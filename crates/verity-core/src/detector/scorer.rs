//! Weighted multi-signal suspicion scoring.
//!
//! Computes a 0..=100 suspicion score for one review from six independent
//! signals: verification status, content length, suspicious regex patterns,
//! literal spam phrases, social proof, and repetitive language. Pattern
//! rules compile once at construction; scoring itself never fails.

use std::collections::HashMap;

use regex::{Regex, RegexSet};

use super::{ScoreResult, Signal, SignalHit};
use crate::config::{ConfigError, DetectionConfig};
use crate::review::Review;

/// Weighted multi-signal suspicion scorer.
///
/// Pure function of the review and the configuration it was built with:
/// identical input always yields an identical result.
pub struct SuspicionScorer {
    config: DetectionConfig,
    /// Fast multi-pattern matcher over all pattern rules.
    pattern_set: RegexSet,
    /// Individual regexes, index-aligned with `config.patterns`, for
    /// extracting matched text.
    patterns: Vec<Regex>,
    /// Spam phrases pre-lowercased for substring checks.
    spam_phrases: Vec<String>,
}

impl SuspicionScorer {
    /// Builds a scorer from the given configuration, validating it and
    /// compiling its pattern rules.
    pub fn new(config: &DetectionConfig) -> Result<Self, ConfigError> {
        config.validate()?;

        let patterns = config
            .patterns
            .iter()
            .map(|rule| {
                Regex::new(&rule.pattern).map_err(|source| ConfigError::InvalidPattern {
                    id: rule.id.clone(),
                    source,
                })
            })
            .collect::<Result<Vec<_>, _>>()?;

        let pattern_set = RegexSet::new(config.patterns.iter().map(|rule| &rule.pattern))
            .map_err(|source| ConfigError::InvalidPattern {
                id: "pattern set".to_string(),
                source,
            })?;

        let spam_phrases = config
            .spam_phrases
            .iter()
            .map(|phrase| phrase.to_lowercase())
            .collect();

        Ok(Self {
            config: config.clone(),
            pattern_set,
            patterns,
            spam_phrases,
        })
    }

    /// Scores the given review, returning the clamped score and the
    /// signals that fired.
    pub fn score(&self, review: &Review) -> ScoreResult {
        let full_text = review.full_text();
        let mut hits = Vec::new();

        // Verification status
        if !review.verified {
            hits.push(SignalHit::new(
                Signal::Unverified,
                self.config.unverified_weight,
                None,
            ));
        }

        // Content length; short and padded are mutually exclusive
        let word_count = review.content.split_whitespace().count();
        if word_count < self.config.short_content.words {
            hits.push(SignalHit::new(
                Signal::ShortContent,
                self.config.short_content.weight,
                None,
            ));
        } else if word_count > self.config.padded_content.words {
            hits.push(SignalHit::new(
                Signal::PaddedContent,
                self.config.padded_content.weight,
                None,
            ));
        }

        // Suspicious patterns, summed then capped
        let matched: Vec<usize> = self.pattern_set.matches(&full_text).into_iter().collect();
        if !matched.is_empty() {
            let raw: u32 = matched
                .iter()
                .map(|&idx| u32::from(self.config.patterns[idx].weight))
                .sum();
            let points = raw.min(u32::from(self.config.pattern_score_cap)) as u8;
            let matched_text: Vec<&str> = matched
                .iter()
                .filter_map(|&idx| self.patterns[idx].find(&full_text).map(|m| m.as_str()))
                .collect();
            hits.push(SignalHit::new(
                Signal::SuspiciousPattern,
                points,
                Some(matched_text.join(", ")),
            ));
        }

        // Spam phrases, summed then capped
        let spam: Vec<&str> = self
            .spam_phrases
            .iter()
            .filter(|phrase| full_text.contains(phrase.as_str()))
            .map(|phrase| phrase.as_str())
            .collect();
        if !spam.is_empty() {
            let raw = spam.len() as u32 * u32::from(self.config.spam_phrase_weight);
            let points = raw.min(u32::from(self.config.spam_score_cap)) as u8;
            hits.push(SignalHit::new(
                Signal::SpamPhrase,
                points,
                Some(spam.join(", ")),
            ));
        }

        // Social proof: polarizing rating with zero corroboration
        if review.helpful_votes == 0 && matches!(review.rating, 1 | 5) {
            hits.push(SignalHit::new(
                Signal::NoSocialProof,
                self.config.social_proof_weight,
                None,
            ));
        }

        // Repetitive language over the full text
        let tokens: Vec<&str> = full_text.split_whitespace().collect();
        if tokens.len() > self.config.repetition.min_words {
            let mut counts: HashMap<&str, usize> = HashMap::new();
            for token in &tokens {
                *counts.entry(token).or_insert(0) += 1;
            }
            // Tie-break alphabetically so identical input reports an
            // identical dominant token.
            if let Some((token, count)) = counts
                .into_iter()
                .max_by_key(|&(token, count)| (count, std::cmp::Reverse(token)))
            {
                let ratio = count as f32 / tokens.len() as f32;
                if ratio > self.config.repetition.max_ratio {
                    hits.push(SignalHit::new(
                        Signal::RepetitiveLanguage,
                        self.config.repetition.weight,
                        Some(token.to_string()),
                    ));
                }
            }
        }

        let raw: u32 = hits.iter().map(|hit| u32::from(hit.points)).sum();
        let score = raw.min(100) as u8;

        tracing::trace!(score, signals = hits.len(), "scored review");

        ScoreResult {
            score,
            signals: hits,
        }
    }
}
━━━━━━
• [Exercise] Every line of the listing is to be transcribed exactly.

• [Answer section]
filename crates/verity-core/src/detector/scorer.rs
//! Weighted multi-signal suspicion scoring.
//!
//! Computes a 0..=100 suspicion score for one review from six independent
//! signals: verification status, content length, suspicious regex patterns,
//! literal spam phrases, social proof, and repetitive language. Pattern
//! rules compile once at construction; scoring itself never fails.

use std::collections::HashMap;

use regex::{Regex, RegexSet};

use super::{ScoreResult, Signal, SignalHit};
use crate::config::{ConfigError, DetectionConfig};
use crate::review::Review;

/// Weighted multi-signal suspicion scorer.
///
/// Pure function of the review and the configuration it was built with:
/// identical input always yields an identical result.
pub struct SuspicionScorer {
    config: DetectionConfig,
    /// Fast multi-pattern matcher over all pattern rules.
    pattern_set: RegexSet,
    /// Individual regexes, index-aligned with `config.patterns`, for
    /// extracting matched text.
    patterns: Vec<Regex>,
    /// Spam phrases pre-lowercased for substring checks.
    spam_phrases: Vec<String>,
}

impl SuspicionScorer {
    /// Builds a scorer from the given configuration, validating it and
    /// compiling its pattern rules.
    pub fn new(config: &DetectionConfig) -> Result<Self, ConfigError> {
        config.validate()?;

        let patterns = config
            .patterns
            .iter()
            .map(|rule| {
                Regex::new(&rule.pattern).map_err(|source| ConfigError::InvalidPattern {
                    id: rule.id.clone(),
                    source,
                })
            })
            .collect::<Result<Vec<_>, _>>()?;

        let pattern_set = RegexSet::new(config.patterns.iter().map(|rule| &rule.pattern))
            .map_err(|source| ConfigError::InvalidPattern {
                id: "pattern set".to_string(),
                source,
            })?;

        let spam_phrases = config
            .spam_phrases
            .iter()
            .map(|phrase| phrase.to_lowercase())
            .collect();

        Ok(Self {
            config: config.clone(),
            pattern_set,
            patterns,
            spam_phrases,
        })
    }

    /// Scores the given review, returning the clamped score and the
    /// signals that fired.
    pub fn score(&self, review: &Review) -> ScoreResult {
        let full_text = review.full_text();
        let mut hits = Vec::new();

        // Verification status
        if !review.verified {
            hits.push(SignalHit::new(
                Signal::Unverified,
                self.config.unverified_weight,
                None,
            ));
        }

        // Content length; short and padded are mutually exclusive
        let word_count = review.content.split_whitespace().count();
        if word_count < self.config.short_content.words {
            hits.push(SignalHit::new(
                Signal::ShortContent,
                self.config.short_content.weight,
                None,
            ));
        } else if word_count > self.config.padded_content.words {
            hits.push(SignalHit::new(
                Signal::PaddedContent,
                self.config.padded_content.weight,
                None,
            ));
        }

        // Suspicious patterns, summed then capped
        let matched: Vec<usize> = self.pattern_set.matches(&full_text).into_iter().collect();
        if !matched.is_empty() {
            let raw: u32 = matched
                .iter()
                .map(|&idx| u32::from(self.config.patterns[idx].weight))
                .sum();
            let points = raw.min(u32::from(self.config.pattern_score_cap)) as u8;
            let matched_text: Vec<&str> = matched
                .iter()
                .filter_map(|&idx| self.patterns[idx].find(&full_text).map(|m| m.as_str()))
                .collect();
            hits.push(SignalHit::new(
                Signal::SuspiciousPattern,
                points,
                Some(matched_text.join(", ")),
            ));
        }

        // Spam phrases, summed then capped
        let spam: Vec<&str> = self
            .spam_phrases
            .iter()
            .filter(|phrase| full_text.contains(phrase.as_str()))
            .map(|phrase| phrase.as_str())
            .collect();
        if !spam.is_empty() {
            let raw = spam.len() as u32 * u32::from(self.config.spam_phrase_weight);
            let points = raw.min(u32::from(self.config.spam_score_cap)) as u8;
            hits.push(SignalHit::new(
                Signal::SpamPhrase,
                points,
                Some(spam.join(", ")),
            ));
        }

        // Social proof: polarizing rating with zero corroboration
        if review.helpful_votes == 0 && matches!(review.rating, 1 | 5) {
            hits.push(SignalHit::new(
                Signal::NoSocialProof,
                self.config.social_proof_weight,
                None,
            ));
        }

        // Repetitive language over the full text
        let tokens: Vec<&str> = full_text.split_whitespace().collect();
        if tokens.len() > self.config.repetition.min_words {
            let mut counts: HashMap<&str, usize> = HashMap::new();
            for token in &tokens {
                *counts.entry(token).or_insert(0) += 1;
            }
            // Tie-break alphabetically so identical input reports an
            // identical dominant token.
            if let Some((token, count)) = counts
                .into_iter()
                .max_by_key(|&(token, count)| (count, std::cmp::Reverse(token)))
            {
                let ratio = count as f32 / tokens.len() as f32;
                if ratio > self.config.repetition.max_ratio {
                    hits.push(SignalHit::new(
                        Signal::RepetitiveLanguage,
                        self.config.repetition.weight,
                        Some(token.to_string()),
                    ));
                }
            }
        }

        let raw: u32 = hits.iter().map(|hit| u32::from(hit.points)).sum();
        let score = raw.min(100) as u8;

        tracing::trace!(score, signals = hits.len(), "scored review");

        ScoreResult {
            score,
            signals: hits,
        }
    }
}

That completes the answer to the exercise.